## PROBLEM
Whenever the word "identifier" turns up in a line of the data below, copy that line.

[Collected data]
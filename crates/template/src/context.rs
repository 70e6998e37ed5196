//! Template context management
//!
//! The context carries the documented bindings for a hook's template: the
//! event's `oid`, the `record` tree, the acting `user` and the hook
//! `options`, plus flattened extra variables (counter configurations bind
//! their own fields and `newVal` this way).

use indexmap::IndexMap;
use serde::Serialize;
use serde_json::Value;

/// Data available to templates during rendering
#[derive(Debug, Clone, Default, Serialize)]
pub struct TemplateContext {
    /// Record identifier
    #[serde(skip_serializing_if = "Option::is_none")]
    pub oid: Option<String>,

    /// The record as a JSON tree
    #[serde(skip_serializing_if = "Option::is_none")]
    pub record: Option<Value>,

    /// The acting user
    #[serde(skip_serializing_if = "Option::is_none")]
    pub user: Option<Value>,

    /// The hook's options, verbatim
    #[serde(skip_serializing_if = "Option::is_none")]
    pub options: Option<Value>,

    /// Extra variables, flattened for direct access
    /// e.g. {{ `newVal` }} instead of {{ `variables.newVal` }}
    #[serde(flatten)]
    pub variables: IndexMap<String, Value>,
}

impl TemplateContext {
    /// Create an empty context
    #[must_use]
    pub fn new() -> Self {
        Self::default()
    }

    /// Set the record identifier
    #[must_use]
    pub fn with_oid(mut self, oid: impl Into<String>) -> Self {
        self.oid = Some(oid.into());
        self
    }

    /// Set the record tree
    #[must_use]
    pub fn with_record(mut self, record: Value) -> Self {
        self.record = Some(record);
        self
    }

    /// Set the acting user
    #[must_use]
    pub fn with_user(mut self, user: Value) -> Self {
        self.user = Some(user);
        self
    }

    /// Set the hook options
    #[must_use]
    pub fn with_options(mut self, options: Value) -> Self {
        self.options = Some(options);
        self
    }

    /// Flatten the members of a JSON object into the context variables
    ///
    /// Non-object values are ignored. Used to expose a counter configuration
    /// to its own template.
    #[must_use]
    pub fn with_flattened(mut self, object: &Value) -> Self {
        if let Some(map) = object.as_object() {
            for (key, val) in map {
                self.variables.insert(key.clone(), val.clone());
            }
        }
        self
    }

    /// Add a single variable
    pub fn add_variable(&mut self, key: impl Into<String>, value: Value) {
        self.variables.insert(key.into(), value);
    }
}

## ANSWER TO THIS EXERCISE
    /// Record identifier
    /// Set the record identifier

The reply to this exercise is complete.